"""

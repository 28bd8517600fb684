//! Handler für Oberflächen- und Handle-Gesten.
//!
//! Fehler einzelner Gestenschritte (kein Schnittpunkt, keine Kurve) werden
//! nur geloggt: die Geste bleibt bzw. wird `Idle`, der Zustand unverändert.

use crate::app::interaction::{self, PointerId};
use crate::app::AppState;
use crate::core::Ray;
use glam::Vec2;

/// Startet den Oberflächen-Drag.
pub fn begin_surface_drag(state: &mut AppState, pointer_id: PointerId, ray: Ray, uv: Vec2) {
    let curve = state.curve.get(&state.params);
    if let Err(e) = interaction::begin_surface_drag(
        &mut state.interaction,
        &state.params,
        curve,
        pointer_id,
        &ray,
        uv,
    ) {
        log::debug!("Oberflächen-Drag nicht gestartet: {}", e);
    }
}

/// Aktualisiert den Pfad-Offset während des Oberflächen-Drags.
pub fn update_surface_drag(state: &mut AppState, pointer_id: PointerId, ray: Ray) {
    if let Err(e) =
        interaction::update_surface_drag(&state.interaction, &mut state.params, pointer_id, &ray)
    {
        log::debug!("Oberflächen-Drag-Schritt verworfen: {}", e);
    }
}

/// Beendet den Oberflächen-Drag.
pub fn end_surface_drag(state: &mut AppState, pointer_id: PointerId) {
    interaction::end_surface_drag(&mut state.interaction, pointer_id);
}

/// Startet den Drag eines Kontrollpunkt-Handles.
pub fn begin_handle_drag(state: &mut AppState, index: usize, pointer_id: PointerId, ray: Ray) {
    if let Err(e) = interaction::begin_handle_drag(
        &mut state.interaction,
        &state.params,
        index,
        pointer_id,
        &ray,
    ) {
        log::debug!("Handle-Drag nicht gestartet: {}", e);
    }
}

/// Setzt den gezogenen Kontrollpunkt auf den Schnittpunkt.
pub fn update_handle_drag(state: &mut AppState, index: usize, pointer_id: PointerId, ray: Ray) {
    if let Err(e) = interaction::update_handle_drag(
        &state.interaction,
        &mut state.params,
        index,
        pointer_id,
        &ray,
    ) {
        log::debug!("Handle-Drag-Schritt verworfen: {}", e);
    }
}

/// Beendet den Handle-Drag.
pub fn end_handle_drag(state: &mut AppState, index: usize, pointer_id: PointerId) {
    interaction::end_handle_drag(&mut state.interaction, index, pointer_id);
}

"""

> [EXERCISE]:
In the listing above, please print only the lines from the first one to the line where "Beendet den Oberflächen-Drag." appears, exactly as written, both of those lines included.

> [EXERCISE RESPONSE]:
repository 28bd8517600fb684
//! Handler für Oberflächen- und Handle-Gesten.
//!
//! Fehler einzelner Gestenschritte (kein Schnittpunkt, keine Kurve) werden
//! nur geloggt: die Geste bleibt bzw. wird `Idle`, der Zustand unverändert.

use crate::app::interaction::{self, PointerId};
use crate::app::AppState;
use crate::core::Ray;
use glam::Vec2;

/// Startet den Oberflächen-Drag.
pub fn begin_surface_drag(state: &mut AppState, pointer_id: PointerId, ray: Ray, uv: Vec2) {
    let curve = state.curve.get(&state.params);
    if let Err(e) = interaction::begin_surface_drag(
        &mut state.interaction,
        &state.params,
        curve,
        pointer_id,
        &ray,
        uv,
    ) {
        log::debug!("Oberflächen-Drag nicht gestartet: {}", e);
    }
}

/// Aktualisiert den Pfad-Offset während des Oberflächen-Drags.
pub fn update_surface_drag(state: &mut AppState, pointer_id: PointerId, ray: Ray) {
    if let Err(e) =
        interaction::update_surface_drag(&state.interaction, &mut state.params, pointer_id, &ray)
    {
        log::debug!("Oberflächen-Drag-Schritt verworfen: {}", e);
    }
}

/// Beendet den Oberflächen-Drag.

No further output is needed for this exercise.